Dataset entries:
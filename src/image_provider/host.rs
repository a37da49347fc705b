//! # 宿主适配层
//!
//! 宿主 UI 框架的拉取接口形如 `requestImage(id, *size, requestedSize)`：
//! 原始尺寸通过可选的输出参数回传，请求尺寸中 `<= 0` 表示不限制。
//! 这里只做参数形态转换，所有逻辑交给 `ImageProvider`。

use super::{BoundingBox, CaptureSource, Image, ImageProvider, Size};

/// 宿主拉取入口。
///
/// # 示例
/// ```rust
/// use capture_provider::image_provider::{host, CaptureStore, Image, ImageProvider, Size};
///
/// let store = CaptureStore::new();
/// store.update_last_capture(Image::from_rgba(8, 4, vec![0; 128])?);
/// let provider = ImageProvider::new(store);
///
/// let mut natural = Size::default();
/// let image = host::request_image(&provider, "preview", Some(&mut natural), 4, -1);
/// assert_eq!(natural, Size::new(8, 4));
/// assert_eq!(image.dimensions(), (4, 2));
/// # Ok::<(), capture_provider::image_provider::ImageError>(())
/// ```
pub fn request_image<S: CaptureSource>(
    provider: &ImageProvider<S>,
    id: &str,
    size: Option<&mut Size>,
    requested_width: i32,
    requested_height: i32,
) -> Image {
    let requested = BoundingBox::from_requested(requested_width, requested_height);
    let provided = provider.request_image(id, requested);

    if let Some(size) = size {
        *size = provided.natural_size;
    }

    provided.image
}

#[cfg(test)]
mod tests {
    use super::*;
    use crate::image_provider::FnCaptureSource;

    #[test]
    fn writes_natural_size_and_scales() {
        let provider = ImageProvider::new(FnCaptureSource(|_id: &str| {
            Image::from_rgba(1920, 1080, vec![0; 1920 * 1080 * 4]).unwrap_or_default()
        }));

        let mut natural = Size::default();
        let image = request_image(&provider, "shot", Some(&mut natural), 400, 400);

        assert_eq!(natural, Size::new(1920, 1080));
        assert_eq!(image.dimensions(), (400, 225));
    }

    #[test]
    fn size_output_is_optional() {
        let provider = ImageProvider::new(FnCaptureSource(|_id: &str| Image::empty()));
        let image = request_image(&provider, "missing", None, 0, 0);
        assert!(image.is_empty());
    }
}
//! 界面语言热切换模块
//!
//! # 设计思路
//!
//! 与图像链路完全独立，只负责两件事：
//! - `install_translator`：替换进程内唯一的翻译资源，安装前先拆掉旧的
//! - `retranslate_all`：通知所有仍存活的界面引擎刷新文本
//!
//! # 实现思路
//!
//! - 翻译目录的加载抽象为 `TranslationLoader`，默认实现读取 `<dir>/<locale>.json`。
//! - 语言名为空或 `System` 时，从 `LC_ALL` / `LC_MESSAGES` / `LANG` 推断系统语言。
//! - 完整语言名（`zh_CN`）找不到时回退到语言部分（`zh`）。
//! - 引擎以 `Weak` 持有，不延长宿主对象的生命周期；刷新时顺带清理已销毁的引擎。

use std::collections::HashMap;
use std::path::{Path, PathBuf};
use std::sync::{Arc, Mutex, PoisonError, RwLock, Weak};

/// 跟随系统语言的特殊名称。
pub const SYSTEM_LOCALE: &str = "System";

const FALLBACK_LOCALE: &str = "en_US";

/// 语言资源错误。
#[derive(Debug, thiserror::Error)]
pub enum LocaleError {
    #[error("未找到语言资源：{0}")]
    NotFound(String),

    #[error("语言资源解析失败：{0}")]
    Parse(String),

    #[error("语言资源读取失败：{0}")]
    Io(#[from] std::io::Error),
}

/// 已加载的翻译表：context → (原文 → 译文)。
#[derive(Debug, Clone, Default)]
pub struct Translator {
    locale: String,
    messages: HashMap<String, HashMap<String, String>>,
}

impl Translator {
    pub fn new(locale: impl Into<String>, messages: HashMap<String, HashMap<String, String>>) -> Self {
        Self {
            locale: locale.into(),
            messages,
        }
    }

    pub fn locale(&self) -> &str {
        &self.locale
    }

    pub fn translate(&self, context: &str, source: &str) -> Option<&str> {
        self.messages
            .get(context)
            .and_then(|entries| entries.get(source))
            .map(String::as_str)
    }
}

/// 翻译资源加载器。
pub trait TranslationLoader: Send + Sync {
    fn load(&self, locale: &str) -> Result<Translator, LocaleError>;
}

/// 从目录中读取 `<locale>.json`。
///
/// 文件格式：`{ "context": { "source": "translation" } }`。
#[derive(Debug, Clone)]
pub struct JsonTranslationLoader {
    dir: PathBuf,
}

impl JsonTranslationLoader {
    pub fn new(dir: impl Into<PathBuf>) -> Self {
        Self { dir: dir.into() }
    }

    fn read_catalog(path: &Path) -> Result<HashMap<String, HashMap<String, String>>, LocaleError> {
        let content = std::fs::read_to_string(path)?;
        serde_json::from_str(&content)
            .map_err(|e| LocaleError::Parse(format!("{}: {}", path.display(), e)))
    }
}

impl TranslationLoader for JsonTranslationLoader {
    fn load(&self, locale: &str) -> Result<Translator, LocaleError> {
        for candidate in locale_candidates(locale) {
            let path = self.dir.join(format!("{}.json", candidate));
            if path.is_file() {
                log::debug!("加载语言资源：{}", path.display());
                let messages = Self::read_catalog(&path)?;
                return Ok(Translator::new(candidate, messages));
            }
        }
        Err(LocaleError::NotFound(locale.to_string()))
    }
}

/// 可刷新界面文本的引擎。
pub trait Retranslate: Send + Sync {
    fn retranslate(&self);
}

/// 进程内翻译资源与界面引擎的管理者。
pub struct LocaleManager {
    loader: Box<dyn TranslationLoader>,
    installed: RwLock<Option<Arc<Translator>>>,
    engines: Mutex<Vec<Weak<dyn Retranslate>>>,
}

impl LocaleManager {
    pub fn new(loader: impl TranslationLoader + 'static) -> Self {
        Self {
            loader: Box::new(loader),
            installed: RwLock::new(None),
            engines: Mutex::new(Vec::new()),
        }
    }

    /// 安装指定语言的翻译资源，成功返回 `true`。
    ///
    /// 无论成功与否，之前安装的资源都会先被移除。
    /// 加载在锁外进行，加载期间 `translate` 仍使用旧资源。
    pub fn install_translator(&self, locale_name: &str) -> bool {
        let locale = resolve_locale(locale_name);
        let loaded = self.loader.load(&locale);

        let mut installed = self.installed.write().unwrap_or_else(PoisonError::into_inner);
        if let Some(previous) = installed.take() {
            log::debug!("移除旧语言资源：{}", previous.locale());
        }

        match loaded {
            Ok(translator) => {
                log::info!("🌐 已安装语言资源：{}（请求：{}）", translator.locale(), locale_name);
                *installed = Some(Arc::new(translator));
                true
            }
            Err(err) => {
                log::warn!("语言资源安装失败：{}", err);
                false
            }
        }
    }

    /// 当前生效的语言。
    pub fn current_locale(&self) -> Option<String> {
        self.installed
            .read()
            .unwrap_or_else(PoisonError::into_inner)
            .as_ref()
            .map(|t| t.locale().to_string())
    }

    /// 翻译文本，未命中时原样返回。
    pub fn translate(&self, context: &str, source: &str) -> String {
        let installed = self.installed.read().unwrap_or_else(PoisonError::into_inner);
        installed
            .as_ref()
            .and_then(|t| t.translate(context, source))
            .unwrap_or(source)
            .to_string()
    }

    /// 登记界面引擎（弱引用）。
    pub fn register_engine(&self, engine: &Arc<dyn Retranslate>) {
        self.engines
            .lock()
            .unwrap_or_else(PoisonError::into_inner)
            .push(Arc::downgrade(engine));
    }

    /// 通知所有存活引擎刷新文本，返回通知数量。同一引擎只通知一次。
    pub fn retranslate_all(&self) -> usize {
        let live: Vec<Arc<dyn Retranslate>> = {
            let mut engines = self.engines.lock().unwrap_or_else(PoisonError::into_inner);
            engines.retain(|weak| weak.strong_count() > 0);

            let mut live: Vec<Arc<dyn Retranslate>> = Vec::with_capacity(engines.len());
            for engine in engines.iter().filter_map(Weak::upgrade) {
                let ptr = Arc::as_ptr(&engine) as *const ();
                if !live.iter().any(|seen| Arc::as_ptr(seen) as *const () == ptr) {
                    live.push(engine);
                }
            }
            live
        };

        for engine in &live {
            engine.retranslate();
        }

        log::info!("🔄 已通知 {} 个界面引擎刷新文本", live.len());
        live.len()
    }
}

/// 解析语言名，空串或 `System` 取系统语言。
pub fn resolve_locale(name: &str) -> String {
    let name = name.trim();
    if name.is_empty() || name == SYSTEM_LOCALE {
        system_locale()
    } else {
        normalize_locale(name)
    }
}

fn system_locale() -> String {
    ["LC_ALL", "LC_MESSAGES", "LANG"]
        .iter()
        .filter_map(|var| std::env::var(var).ok())
        .map(|value| normalize_locale(&value))
        .find(|value| !value.is_empty() && value != "C" && value != "POSIX")
        .unwrap_or_else(|| FALLBACK_LOCALE.to_string())
}

/// `zh-CN.UTF-8@latin` → `zh_CN`
fn normalize_locale(raw: &str) -> String {
    let without_modifier = raw.split('@').next().unwrap_or_default();
    let without_encoding = without_modifier.split('.').next().unwrap_or_default();
    without_encoding.trim().replace('-', "_")
}

fn locale_candidates(locale: &str) -> Vec<String> {
    let normalized = normalize_locale(locale);
    let mut candidates = vec![normalized.clone()];
    if let Some((language, _)) = normalized.split_once('_') {
        if !language.is_empty() {
            candidates.push(language.to_string());
        }
    }
    candidates
}
//! # 位图数据模型
//!
//! ## 设计思路
//!
//! `Image` 是链路中唯一的像素载体：宽、高、像素格式与自有缓冲。
//! - 字段全部私有，构造后不可变
//! - `Clone` 是深拷贝，跨越缓存边界的永远是副本，调用方改不到缓存里的数据
//! - 宽或高为 0 的图即“空图”，代表一次失败的生成

use image::{DynamicImage, RgbaImage};

use super::ImageError;

/// 像素格式（均为 8 bit 通道）。
#[derive(Debug, Clone, Copy, PartialEq, Eq, Hash)]
pub enum PixelFormat {
    Rgba8,
    Rgb8,
    Luma8,
}

impl PixelFormat {
    /// 每像素字节数。
    pub fn bytes_per_pixel(self) -> usize {
        match self {
            Self::Rgba8 => 4,
            Self::Rgb8 => 3,
            Self::Luma8 => 1,
        }
    }
}

/// 不可变位图。
#[derive(Debug, Clone, PartialEq, Eq)]
pub struct Image {
    width: u32,
    height: u32,
    format: PixelFormat,
    data: Vec<u8>,
}

impl Image {
    /// 由原始像素构造，校验缓冲长度与尺寸一致。
    ///
    /// # 示例
    /// ```rust
    /// use capture_provider::image_provider::{Image, PixelFormat};
    ///
    /// let img = Image::from_raw(2, 1, PixelFormat::Rgba8, vec![0; 8])?;
    /// assert_eq!(img.width(), 2);
    /// # Ok::<(), capture_provider::image_provider::ImageError>(())
    /// ```
    pub fn from_raw(
        width: u32,
        height: u32,
        format: PixelFormat,
        data: Vec<u8>,
    ) -> Result<Self, ImageError> {
        let expected = expected_len(width, height, format)?;

        if data.len() != expected {
            return Err(ImageError::InvalidFormat(format!(
                "像素缓冲长度不匹配：{} 字节（期望：{}x{}x{} = {}）",
                data.len(),
                width,
                height,
                format.bytes_per_pixel(),
                expected
            )));
        }

        Ok(Self {
            width,
            height,
            format,
            data,
        })
    }

    /// RGBA8 快捷构造。
    pub fn from_rgba(width: u32, height: u32, data: Vec<u8>) -> Result<Self, ImageError> {
        Self::from_raw(width, height, PixelFormat::Rgba8, data)
    }

    /// 空图：零尺寸，代表生成失败。
    pub fn empty() -> Self {
        Self {
            width: 0,
            height: 0,
            format: PixelFormat::Rgba8,
            data: Vec::new(),
        }
    }

    pub fn width(&self) -> u32 {
        self.width
    }

    pub fn height(&self) -> u32 {
        self.height
    }

    pub fn format(&self) -> PixelFormat {
        self.format
    }

    /// 只读像素视图。
    pub fn as_bytes(&self) -> &[u8] {
        &self.data
    }

    /// 取出像素缓冲，消耗自身。
    pub fn into_bytes(self) -> Vec<u8> {
        self.data
    }

    pub fn dimensions(&self) -> (u32, u32) {
        (self.width, self.height)
    }

    pub fn is_empty(&self) -> bool {
        self.width == 0 || self.height == 0 || self.data.is_empty()
    }

    /// 转为 `DynamicImage`，保留像素格式。空图返回 `None`。
    pub fn to_dynamic(&self) -> Option<DynamicImage> {
        if self.is_empty() {
            return None;
        }

        let (w, h, data) = (self.width, self.height, self.data.clone());
        match self.format {
            PixelFormat::Rgba8 => image::RgbaImage::from_raw(w, h, data).map(DynamicImage::ImageRgba8),
            PixelFormat::Rgb8 => image::RgbImage::from_raw(w, h, data).map(DynamicImage::ImageRgb8),
            PixelFormat::Luma8 => image::GrayImage::from_raw(w, h, data).map(DynamicImage::ImageLuma8),
        }
    }
}

impl Default for Image {
    fn default() -> Self {
        Self::empty()
    }
}

impl From<RgbaImage> for Image {
    fn from(rgba: RgbaImage) -> Self {
        let (width, height) = rgba.dimensions();
        Self {
            width,
            height,
            format: PixelFormat::Rgba8,
            data: rgba.into_raw(),
        }
    }
}

impl From<DynamicImage> for Image {
    /// 8 bit 的 RGBA/RGB/Luma 原样保留，其余格式统一转为 RGBA8。
    fn from(image: DynamicImage) -> Self {
        let (width, height) = (image.width(), image.height());
        match image {
            DynamicImage::ImageRgb8(rgb) => Self {
                width,
                height,
                format: PixelFormat::Rgb8,
                data: rgb.into_raw(),
            },
            DynamicImage::ImageLuma8(luma) => Self {
                width,
                height,
                format: PixelFormat::Luma8,
                data: luma.into_raw(),
            },
            DynamicImage::ImageRgba8(rgba) => rgba.into(),
            other => other.to_rgba8().into(),
        }
    }
}

fn expected_len(width: u32, height: u32, format: PixelFormat) -> Result<usize, ImageError> {
    (width as usize)
        .checked_mul(height as usize)
        .and_then(|pixels| pixels.checked_mul(format.bytes_per_pixel()))
        .ok_or_else(|| ImageError::ResourceLimit("图片尺寸导致内存溢出风险".to_string()))
}
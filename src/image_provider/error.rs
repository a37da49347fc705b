//! # 错误模型模块
//!
//! ## 设计思路
//!
//! 请求链路本身是“全函数”：失败用空图表示，不向宿主抛错。
//! 但图像构造、文件加载、配置校验这些外围环节仍然需要可匹配的错误类型，
//! 统一收敛到 `ImageError`，由 `thiserror` 生成可读消息。

/// 图像提供链路统一错误类型。
///
/// 在 crate 层会被上转为 `AppError`。
#[derive(Debug, thiserror::Error)]
pub enum ImageError {
    #[error("解码错误：{0}")]
    Decode(String),

    #[error("格式错误：{0}")]
    InvalidFormat(String),

    #[error("文件错误：{0}")]
    FileSystem(String),

    #[error("资源限制：{0}")]
    ResourceLimit(String),

    #[error("配置错误：{0}")]
    Config(String),

    #[error("缩放错误：{0}")]
    Resize(String),
}

impl ImageError {
    /// 稳定错误码，供宿主侧做分支处理。
    pub fn code(&self) -> &'static str {
        match self {
            Self::Decode(_) => "E_DECODE",
            Self::InvalidFormat(_) => "E_INVALID_FORMAT",
            Self::FileSystem(_) => "E_FILE_SYSTEM",
            Self::ResourceLimit(_) => "E_RESOURCE_LIMIT",
            Self::Config(_) => "E_CONFIG",
            Self::Resize(_) => "E_RESIZE",
        }
    }

    /// 出错阶段。
    pub fn stage(&self) -> &'static str {
        match self {
            Self::Decode(_) | Self::FileSystem(_) => "capture",
            Self::InvalidFormat(_) | Self::ResourceLimit(_) => "construct",
            Self::Config(_) => "config",
            Self::Resize(_) => "scale",
        }
    }
}
//! # 缩放模块
//!
//! ## 设计思路
//!
//! 缩放是纯函数：同一配置下，同样的 (图片, 目标框) 永远得到同样的结果。
//! 目标框的四种形态分别对应：
//! 1. 宽高都给：等比缩放到完全落入框内（受约束更强的一边决定比例）
//! 2. 只给宽：精确宽度，高度 `round(h * W / w)`
//! 3. 只给高：对称处理
//! 4. 都不给：返回原图副本
//!
//! 放大与缩小走同一套公式，不裁剪、不留边、不转换像素格式。
//!
//! ## 实现思路
//!
//! - 优先 `fast_image_resize` 卷积重采样，失败时回退 `image::imageops`
//! - 退化输入（空图、目标尺寸等于原尺寸、放大超出像素上限、重采样全部失败）返回原图副本
//! - 像素上限只约束放大：缩小的结果永远不比原图大，必须照常落入目标框
//! - 构造时校验配置，最近邻滤镜无法进入缩放器

use fast_image_resize as fr;
use image::imageops::FilterType;

use super::{BoundingBox, BoxConstraint, Image, ImageError, PixelFormat, ProviderConfig, Size};

/// 无状态缩放器，只持有一份配置快照。
#[derive(Debug, Clone, Default)]
pub struct Scaler {
    config: ProviderConfig,
}

/// 使用默认配置缩放。
pub fn scale(image: &Image, bounds: BoundingBox) -> Image {
    Scaler::default().scale(image, bounds)
}

/// 计算目标尺寸。无需缩放时返回 `None`。
///
/// # 示例
/// ```rust
/// use capture_provider::image_provider::{target_size, BoundingBox, Size};
///
/// let target = target_size(Size::new(1920, 1080), BoundingBox::fit(400, 400));
/// assert_eq!(target, Some(Size::new(400, 225)));
/// ```
pub fn target_size(source: Size, bounds: BoundingBox) -> Option<Size> {
    if source.is_empty() {
        return None;
    }

    let (sw, sh) = (source.width as f64, source.height as f64);

    let target = match bounds.constraint() {
        BoxConstraint::Unconstrained => return None,
        BoxConstraint::Width(w) => Size::new(w, scaled_dimension(sh, w, sw)),
        BoxConstraint::Height(h) => Size::new(scaled_dimension(sw, h, sh), h),
        BoxConstraint::Fit { width, height } => {
            let width_at_full_height = scaled_dimension(sw, height, sh);
            if width_at_full_height <= width {
                Size::new(width_at_full_height, height)
            } else {
                Size::new(width, scaled_dimension(sh, width, sw).min(height))
            }
        }
    };

    Some(target)
}

/// `round(other * requested / base)`，至少为 1。
fn scaled_dimension(other: f64, requested: u32, base: f64) -> u32 {
    let value = (other * requested as f64 / base).round();
    (value.min(u32::MAX as f64) as u32).max(1)
}

impl Scaler {
    /// 校验配置后创建缩放器。
    pub fn new(config: ProviderConfig) -> Result<Self, ImageError> {
        config.validate()?;
        Ok(Self { config })
    }

    /// 按目标框缩放，永远返回一张独立的新图。
    pub fn scale(&self, image: &Image, bounds: BoundingBox) -> Image {
        let source = Size::from(image.dimensions());

        if image.is_empty() {
            return image.clone();
        }

        let Some(target) = target_size(source, bounds) else {
            return image.clone();
        };

        if target == source {
            return image.clone();
        }

        let pixels = target.width as u64 * target.height as u64;
        let source_pixels = source.width as u64 * source.height as u64;
        if pixels > source_pixels && pixels > self.config.max_output_pixels {
            log::warn!(
                "⚠️ 放大目标过大，返回原图：{}x{} -> {}x{}（限制：{} 像素）",
                source.width,
                source.height,
                target.width,
                target.height,
                self.config.max_output_pixels
            );
            return image.clone();
        }

        match self.resize(image, target) {
            Ok(resized) => {
                log::debug!(
                    "🧩 缩放：{}x{} -> {}x{}（filter={:?}）",
                    source.width,
                    source.height,
                    target.width,
                    target.height,
                    self.config.resize_filter
                );
                resized
            }
            Err(err) => {
                log::warn!("⚠️ 缩放失败，返回原图：{}", err);
                image.clone()
            }
        }
    }

    fn resize(&self, image: &Image, target: Size) -> Result<Image, ImageError> {
        if self.config.fast_resize {
            match Self::resize_with_fast_image_resize(image, target, self.config.resize_filter) {
                Ok(resized) => return Ok(resized),
                Err(err) => {
                    log::warn!(
                        "⚠️ fast_image_resize 缩放失败，回退 image::resize_exact：{}",
                        err
                    );
                }
            }
        }

        Self::resize_with_imageops(image, target, self.config.resize_filter)
    }

    fn resize_with_fast_image_resize(
        image: &Image,
        target: Size,
        filter: FilterType,
    ) -> Result<Image, ImageError> {
        let pixel_type = Self::to_fast_pixel_type(image.format());

        let src_image = fr::images::Image::from_vec_u8(
            image.width(),
            image.height(),
            image.as_bytes().to_vec(),
            pixel_type,
        )
        .map_err(|e| ImageError::Resize(format!("构建源图像缓冲失败：{}", e)))?;

        let mut dst_image = fr::images::Image::new(target.width, target.height, pixel_type);

        let mut resizer = fr::Resizer::new();
        let options = fr::ResizeOptions::new()
            .resize_alg(fr::ResizeAlg::Convolution(Self::to_fast_filter(filter)));

        resizer
            .resize(&src_image, &mut dst_image, Some(&options))
            .map_err(|e| ImageError::Resize(format!("fast_image_resize 执行失败：{}", e)))?;

        Image::from_raw(target.width, target.height, image.format(), dst_image.into_vec())
    }

    fn resize_with_imageops(
        image: &Image,
        target: Size,
        filter: FilterType,
    ) -> Result<Image, ImageError> {
        let dynamic = image
            .to_dynamic()
            .ok_or_else(|| ImageError::Resize("源图像缓冲无效".to_string()))?;

        let resized = Image::from(dynamic.resize_exact(target.width, target.height, filter));

        if resized.format() != image.format() {
            return Err(ImageError::Resize("缩放后像素格式发生变化".to_string()));
        }

        Ok(resized)
    }

    fn to_fast_pixel_type(format: PixelFormat) -> fr::PixelType {
        match format {
            PixelFormat::Rgba8 => fr::PixelType::U8x4,
            PixelFormat::Rgb8 => fr::PixelType::U8x3,
            PixelFormat::Luma8 => fr::PixelType::U8,
        }
    }

    fn to_fast_filter(filter: FilterType) -> fr::FilterType {
        match filter {
            FilterType::Nearest => fr::FilterType::Box,
            FilterType::Triangle => fr::FilterType::Bilinear,
            FilterType::CatmullRom => fr::FilterType::CatmullRom,
            FilterType::Gaussian => fr::FilterType::Mitchell,
            FilterType::Lanczos3 => fr::FilterType::Lanczos3,
        }
    }
}
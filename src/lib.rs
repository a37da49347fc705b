//! # 截图图像提供器 — 库入口
//!
//! ## 架构总览
//!
//! ```text
//! ┌──────────────────────────────────────────────────────────┐
//! │              宿主 UI（截图预览 / 滚动截图窗口）            │
//! │                                                          │
//! │     requestImage(id, &mut size, requestedSize)           │
//! └───────┼──────────────────────────────────────────────────┘
//!         ↕ 同步拉取，可多线程并发
//! ┌───────┼──────────────────────────────────────────────────┐
//! │       ↕            本 crate                               │
//! │                                                          │
//! │  ┌─ image_provider                                       │
//! │  │   ├─ host       宿主接口参数适配                       │
//! │  │   ├─ handler    ImageProvider 请求编排                 │
//! │  │   ├─ cache      单槽缓存 (Mutex)                       │
//! │  │   ├─ scaler     四种目标框的确定性缩放                 │
//! │  │   └─ source     CaptureSource + 内置来源               │
//! │  │                                                       │
//! │  ├─ locale ─────── 翻译资源安装 / 引擎刷新                │
//! │  ├─ settings ───── 提供器设置 JSON 持久化                 │
//! │  └─ error ──────── AppError (统一错误类型)                │
//! └──────────────────────────────────────────────────────────┘
//! ```
//!
//! ## 模块职责
//!
//! | 模块 | 职责 |
//! |------|------|
//! | [`error`] | 统一错误类型 `AppError` |
//! | [`image_provider`] | 按 id 生成/缓存/缩放图片，对宿主返回位图 |
//! | [`locale`] | 进程级翻译资源替换与界面引擎刷新 |
//! | [`settings`] | 提供器设置的读取、保存与应用 |

pub mod error;
pub mod image_provider;
pub mod locale;
pub mod settings;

• [WHAT TO PRODUCE]
Look over the entries above and say how many lines contain "trait"; give only the number.

• [REPLY]
2